* DATA EXTRACT:
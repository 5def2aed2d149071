//! Request and response shapes for the deal-making surface. Absent fields
//! deserialize to their zero values, mirroring what clients actually send.

use serde::{Deserialize, Serialize};

use crate::models::content::Content;
use crate::models::deal_proposal_parameters::ContentDealProposalParameters;

#[derive(Debug, Clone, Default, Serialize, Deserialize)]
#[serde(default)]
pub struct WalletRequest {
    pub id: i64,
    pub uuid: String,
    pub address: String,
}

impl WalletRequest {
    pub fn is_empty(&self) -> bool {
        self.id == 0 && self.uuid.is_empty() && self.address.is_empty()
    }
}

#[derive(Debug, Clone, Default, Serialize, Deserialize)]
#[serde(default)]
pub struct PieceCommitmentRequest {
    pub piece: String,
    pub padded_piece_size: i64,
    pub unpadded_piece_size: i64,
}

impl PieceCommitmentRequest {
    pub fn is_empty(&self) -> bool {
        self.piece.is_empty() && self.padded_piece_size == 0 && self.unpadded_piece_size == 0
    }
}

#[derive(Debug, Clone, Default, Serialize, Deserialize)]
#[serde(default)]
pub struct TransferParameters {
    pub url: String,
}

#[derive(Debug, Clone, Default, Serialize, Deserialize)]
#[serde(default)]
pub struct DealRequest {
    pub cid: String,
    pub size: i64,
    pub miner: String,
    pub wallet: WalletRequest,
    pub piece_commitment: PieceCommitmentRequest,
    pub connection_mode: String,
    pub deal_verify_state: String,
    pub unverified_deal_max_price: String,
    pub start_epoch: i64,
    pub start_epoch_in_days: i64,
    pub duration_in_days: i64,
    pub replication: i64,
    pub remove_unsealed_copy: bool,
    pub skip_ipni_announce: bool,
    pub auto_retry: bool,
    pub label: String,
    pub transfer_parameters: TransferParameters,
}

#[derive(Debug, Clone, Serialize)]
pub struct DealResponse {
    pub status: String,
    pub message: String,
    pub content_id: i64,
    pub deal_request: DealRequest,
    pub deal_proposal_parameter: ContentDealProposalParameters,
    #[serde(skip_serializing_if = "Vec::is_empty")]
    pub replicated_contents: Vec<DealResponse>,
}

impl DealResponse {
    pub fn received(
        content: &Content,
        request: DealRequest,
        params: ContentDealProposalParameters,
    ) -> Self {
        Self {
            status: "success".to_string(),
            message: "Deal request received. Please take note of the content_id. You can use the content_id to check the status of the deal.".to_string(),
            content_id: content.id,
            deal_request: request,
            deal_proposal_parameter: params,
            replicated_contents: Vec::new(),
        }
    }
}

* REQUIRED ACTION: What lines above contain the string "received"? Copy all of them.

* TASK RESPONSE:
    pub fn received(
            message: "Deal request received. Please take note of the content_id. You can use the content_id to check the status of the deal.".to_string(),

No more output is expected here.